Willbros Group has announced that Robert R. Harl, who joined Willbros in 2006 and has served as CEO of the company since January 2007, is retiring as CEO and director when his current employment agreement expires on January 2, 2015. John T. McNabb, II, non-executive chairman of the board, has been elected by the Willbros board of directors as executive chairman of the board on an interim basis, effective immediately. Additionally, the company announced that S. Miller Williams has been elected as lead independent director. The Willbros board of directors is continuing its search to identify a successor to Mr. Harl. It is anticipated that Mr. McNabb will step down as executive chairman of the board and continue to serve as a director, once a successor has been selected and is in place.

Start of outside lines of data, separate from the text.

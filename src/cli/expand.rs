//! Macro expansion command.

use crate::cli::common::{
    build_registry, load_config, print_json, read_input_file, stylesheet_set, CliError, CliResult,
};
use crate::expansions::VariableLookup;
use clap::Args;
use serde::Serialize;
use std::io::Read;
use std::path::PathBuf;

/// Expand macros in CSS text
#[derive(Args, Debug)]
pub struct ExpandArgs {
    /// Text to expand (reads --file or stdin when omitted)
    #[arg(value_name = "TEXT", conflicts_with = "file")]
    text: Option<String>,

    /// Read the text from a file
    #[arg(long, value_name = "FILE")]
    file: Option<PathBuf>,

    /// Stylesheet consulted for unresolved macros (repeatable; defaults to the generated ones)
    #[arg(long = "stylesheet", value_name = "FILE")]
    stylesheets: Vec<PathBuf>,

    /// Look unresolved macros up in the stylesheets
    #[arg(long)]
    fallback: bool,

    /// Extra expansion source document (repeatable)
    #[arg(long = "source", value_name = "FILE")]
    sources: Vec<PathBuf>,

    /// Output as JSON
    #[arg(long)]
    json: bool,
}

#[derive(Serialize, Debug)]
struct ExpandOutput {
    text: String,
    unresolved: Vec<String>,
}

impl ExpandArgs {
    /// Execute expand command
    pub fn execute(&self) -> CliResult<()> {
        let input = self.input()?;

        let config = load_config()?;
        let mut settings = config.expansion_settings();
        if self.fallback {
            settings.fallback_to_stylesheet = true;
        }

        let registry = build_registry(&config, settings, &self.sources)?;
        let stylesheets = stylesheet_set(&config, &self.stylesheets)?;
        let lookup: Option<&dyn VariableLookup> = settings
            .fallback_to_stylesheet
            .then_some(&stylesheets as &dyn VariableLookup);

        let output = registry.expand(&input, lookup)?;

        for token in &output.unresolved {
            eprintln!("warning: unresolved macro {token}");
        }

        if self.json {
            return print_json(&ExpandOutput {
                text: output.text,
                unresolved: output.unresolved,
            });
        }

        print!("{}", output.text);
        if !output.text.ends_with('\n') {
            println!();
        }
        Ok(())
    }

    fn input(&self) -> CliResult<String> {
        if let Some(text) = &self.text {
            return Ok(text.clone());
        }
        if let Some(path) = &self.file {
            return read_input_file(path);
        }

        let mut buffer = String::new();
        std::io::stdin()
            .read_to_string(&mut buffer)
            .map_err(|e| CliError::io(format!("Failed to read stdin: {e}")))?;
        Ok(buffer)
    }
}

FGE has welcomed two new consultants to its Singapore office: Reza Simchi and Tushar Bansal. Mr. Simchi joins as a principal consultant, working within FGE’s oil and gas services. Mr. Bansal joins as a senior consultant, and will be leading FGE’s East of Suez Oil service. Mr. Simchi has a decade’s worth of experience working at Nexen, where he managed risk and quantitative analysis, along with commodity structuring and analytics. He has a PhD in mathematics from the University of Calgary, Canada. Mr. Bansal has experience in petroleum analytics from his former roles as an analysis manager with Koch Supply and Trading, a downstream oil consultant at Wood Mackenzie and an oil market analyst with Shell Trading. He has a bachelor’s degree from Nanyan Technological University, Singapore.